- _Task prompt_
Among the records that follow, find each line holding the word "AsRef" and copy it.

Stored data entries

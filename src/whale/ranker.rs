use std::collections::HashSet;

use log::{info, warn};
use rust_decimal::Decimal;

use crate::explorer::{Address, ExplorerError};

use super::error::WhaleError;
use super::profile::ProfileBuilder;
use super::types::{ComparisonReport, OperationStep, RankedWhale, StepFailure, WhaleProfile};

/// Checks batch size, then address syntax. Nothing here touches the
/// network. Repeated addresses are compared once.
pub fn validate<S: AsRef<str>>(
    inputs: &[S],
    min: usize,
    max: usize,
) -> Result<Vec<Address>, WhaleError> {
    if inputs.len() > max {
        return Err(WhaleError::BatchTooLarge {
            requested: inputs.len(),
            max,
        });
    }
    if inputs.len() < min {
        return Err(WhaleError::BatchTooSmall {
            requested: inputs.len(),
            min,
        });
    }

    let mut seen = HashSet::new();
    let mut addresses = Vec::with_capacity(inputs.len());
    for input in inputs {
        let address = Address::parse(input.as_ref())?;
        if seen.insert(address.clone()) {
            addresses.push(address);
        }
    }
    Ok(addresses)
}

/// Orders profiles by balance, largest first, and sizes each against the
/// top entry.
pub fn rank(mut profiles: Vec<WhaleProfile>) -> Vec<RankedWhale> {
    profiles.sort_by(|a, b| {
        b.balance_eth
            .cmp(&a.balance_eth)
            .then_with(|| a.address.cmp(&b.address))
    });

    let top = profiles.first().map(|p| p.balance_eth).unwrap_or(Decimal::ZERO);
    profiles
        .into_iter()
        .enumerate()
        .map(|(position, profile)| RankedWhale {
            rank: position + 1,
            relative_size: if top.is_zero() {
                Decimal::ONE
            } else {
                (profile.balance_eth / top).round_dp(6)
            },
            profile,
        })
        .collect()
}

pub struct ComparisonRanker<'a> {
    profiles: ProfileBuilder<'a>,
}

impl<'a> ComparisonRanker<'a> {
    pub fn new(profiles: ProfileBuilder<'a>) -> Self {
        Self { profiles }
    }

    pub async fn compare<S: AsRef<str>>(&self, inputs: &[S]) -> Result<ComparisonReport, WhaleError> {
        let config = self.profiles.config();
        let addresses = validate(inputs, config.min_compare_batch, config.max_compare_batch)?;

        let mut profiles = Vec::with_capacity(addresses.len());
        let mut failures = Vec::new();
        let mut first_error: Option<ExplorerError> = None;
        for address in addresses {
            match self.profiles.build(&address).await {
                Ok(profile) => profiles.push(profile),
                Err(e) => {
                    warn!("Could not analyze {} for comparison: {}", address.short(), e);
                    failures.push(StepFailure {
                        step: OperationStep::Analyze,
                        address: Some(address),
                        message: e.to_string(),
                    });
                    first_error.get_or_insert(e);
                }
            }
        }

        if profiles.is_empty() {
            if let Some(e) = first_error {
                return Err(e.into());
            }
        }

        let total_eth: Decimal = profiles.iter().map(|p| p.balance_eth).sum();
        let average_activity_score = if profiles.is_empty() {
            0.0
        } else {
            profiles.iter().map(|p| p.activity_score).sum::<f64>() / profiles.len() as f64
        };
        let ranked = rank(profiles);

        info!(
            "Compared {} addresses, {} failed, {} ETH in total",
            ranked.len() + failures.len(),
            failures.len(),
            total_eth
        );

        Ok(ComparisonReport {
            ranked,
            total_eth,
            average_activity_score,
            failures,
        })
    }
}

- _Exercise response_
pub fn validate<S: AsRef<str>>(
    pub async fn compare<S: AsRef<str>>(&self, inputs: &[S]) -> Result<ComparisonReport, WhaleError> {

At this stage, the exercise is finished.